*Task requirements*:
Quote all of the data below exactly, please.

*Data extracts*:

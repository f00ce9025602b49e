use crate::domain::ports::{Aggregator, DistanceStoreBox};
use crate::domain::types::{BASE_PRICE, DistanceEvent, Invoice, ObuId};
use crate::error::Result;
use async_trait::async_trait;

/// The stateless orchestration point between transports and the store.
///
/// `InvoiceService` owns no aggregate state of its own; every call is
/// recomputed from the store, so multiple instances can safely share one
/// store. Store errors are propagated to callers unchanged.
pub struct InvoiceService {
    store: DistanceStoreBox,
}

impl InvoiceService {
    /// Creates a new `InvoiceService` over the given distance store.
    pub fn new(store: DistanceStoreBox) -> Self {
        Self { store }
    }
}

#[async_trait]
impl Aggregator for InvoiceService {
    async fn record_distance(&self, event: DistanceEvent) -> Result<()> {
        self.store.insert(event).await
    }

    async fn compute_invoice(&self, obu_id: ObuId) -> Result<Invoice> {
        let total_distance = self.store.get(obu_id).await?;
        Ok(Invoice {
            obu_id,
            total_distance,
            amount: total_distance * BASE_PRICE,
        })
    }
}

#[cfg(test)]
mod tests {
    use super::*;
    use crate::error::AggregatorError;
    use crate::infrastructure::in_memory::InMemoryDistanceStore;

    fn service() -> InvoiceService {
        InvoiceService::new(Box::new(InMemoryDistanceStore::new()))
    }

    fn event(obu_id: ObuId, value: f64) -> DistanceEvent {
        DistanceEvent {
            obu_id,
            value,
            unix: 0,
        }
    }

    #[tokio::test]
    async fn test_invoice_from_recorded_distances() {
        let svc = service();

        svc.record_distance(event(12345, 10.5)).await.unwrap();
        svc.record_distance(event(12345, 15.2)).await.unwrap();

        let invoice = svc.compute_invoice(12345).await.unwrap();
        assert_eq!(invoice.obu_id, 12345);
        assert!((invoice.total_distance - 25.7).abs() < 0.001);
        assert!((invoice.amount - 8095.5).abs() < 0.001);
    }

    #[tokio::test]
    async fn test_amount_is_total_times_base_price() {
        let svc = service();

        svc.record_distance(event(7, 2.0)).await.unwrap();
        let invoice = svc.compute_invoice(7).await.unwrap();

        assert!((invoice.amount - invoice.total_distance * 315.0).abs() < 0.001);
    }

    #[tokio::test]
    async fn test_unknown_obu_propagates_not_found() {
        let svc = service();

        let err = svc.compute_invoice(99999).await.unwrap_err();
        assert!(matches!(err, AggregatorError::NotFound(99999)));
    }
}
pub mod client;
pub mod http;
use std::sync::Arc;
use toll_aggregator::application::middleware::AggregatorStack;
use toll_aggregator::domain::ports::SharedAggregator;
use toll_aggregator::domain::types::{DistanceEvent, ObuId};
use toll_aggregator::infrastructure::in_memory::InMemoryDistanceStore;

/// Builds the full production stack (metrics over logging over the
/// service) on top of a fresh in-memory store.
pub fn decorated_service() -> SharedAggregator {
    Arc::from(
        AggregatorStack::new(Box::new(InMemoryDistanceStore::new()))
            .with_logging()
            .with_metrics()
            .build(),
    )
}

pub fn event(obu_id: ObuId, value: f64) -> DistanceEvent {
    DistanceEvent {
        obu_id,
        value,
        unix: 0,
    }
}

*Result*:
repository f00ce9025602b49e
use crate::domain::ports::{Aggregator, DistanceStoreBox};
use crate::domain::types::{BASE_PRICE, DistanceEvent, Invoice, ObuId};
use crate::error::Result;
use async_trait::async_trait;

/// The stateless orchestration point between transports and the store.
///
/// `InvoiceService` owns no aggregate state of its own; every call is
/// recomputed from the store, so multiple instances can safely share one
/// store. Store errors are propagated to callers unchanged.
pub struct InvoiceService {
    store: DistanceStoreBox,
}

impl InvoiceService {
    /// Creates a new `InvoiceService` over the given distance store.
    pub fn new(store: DistanceStoreBox) -> Self {
        Self { store }
    }
}

#[async_trait]
impl Aggregator for InvoiceService {
    async fn record_distance(&self, event: DistanceEvent) -> Result<()> {
        self.store.insert(event).await
    }

    async fn compute_invoice(&self, obu_id: ObuId) -> Result<Invoice> {
        let total_distance = self.store.get(obu_id).await?;
        Ok(Invoice {
            obu_id,
            total_distance,
            amount: total_distance * BASE_PRICE,
        })
    }
}

#[cfg(test)]
mod tests {
    use super::*;
    use crate::error::AggregatorError;
    use crate::infrastructure::in_memory::InMemoryDistanceStore;

    fn service() -> InvoiceService {
        InvoiceService::new(Box::new(InMemoryDistanceStore::new()))
    }

    fn event(obu_id: ObuId, value: f64) -> DistanceEvent {
        DistanceEvent {
            obu_id,
            value,
            unix: 0,
        }
    }

    #[tokio::test]
    async fn test_invoice_from_recorded_distances() {
        let svc = service();

        svc.record_distance(event(12345, 10.5)).await.unwrap();
        svc.record_distance(event(12345, 15.2)).await.unwrap();

        let invoice = svc.compute_invoice(12345).await.unwrap();
        assert_eq!(invoice.obu_id, 12345);
        assert!((invoice.total_distance - 25.7).abs() < 0.001);
        assert!((invoice.amount - 8095.5).abs() < 0.001);
    }

    #[tokio::test]
    async fn test_amount_is_total_times_base_price() {
        let svc = service();

        svc.record_distance(event(7, 2.0)).await.unwrap();
        let invoice = svc.compute_invoice(7).await.unwrap();

        assert!((invoice.amount - invoice.total_distance * 315.0).abs() < 0.001);
    }

    #[tokio::test]
    async fn test_unknown_obu_propagates_not_found() {
        let svc = service();

        let err = svc.compute_invoice(99999).await.unwrap_err();
        assert!(matches!(err, AggregatorError::NotFound(99999)));
    }
}
pub mod client;
pub mod http;
use std::sync::Arc;
use toll_aggregator::application::middleware::AggregatorStack;
use toll_aggregator::domain::ports::SharedAggregator;
use toll_aggregator::domain::types::{DistanceEvent, ObuId};
use toll_aggregator::infrastructure::in_memory::InMemoryDistanceStore;

/// Builds the full production stack (metrics over logging over the
/// service) on top of a fresh in-memory store.
pub fn decorated_service() -> SharedAggregator {
    Arc::from(
        AggregatorStack::new(Box::new(InMemoryDistanceStore::new()))
            .with_logging()
            .with_metrics()
            .build(),
    )
}

pub fn event(obu_id: ObuId, value: f64) -> DistanceEvent {
    DistanceEvent {
        obu_id,
        value,
        unix: 0,
    }
}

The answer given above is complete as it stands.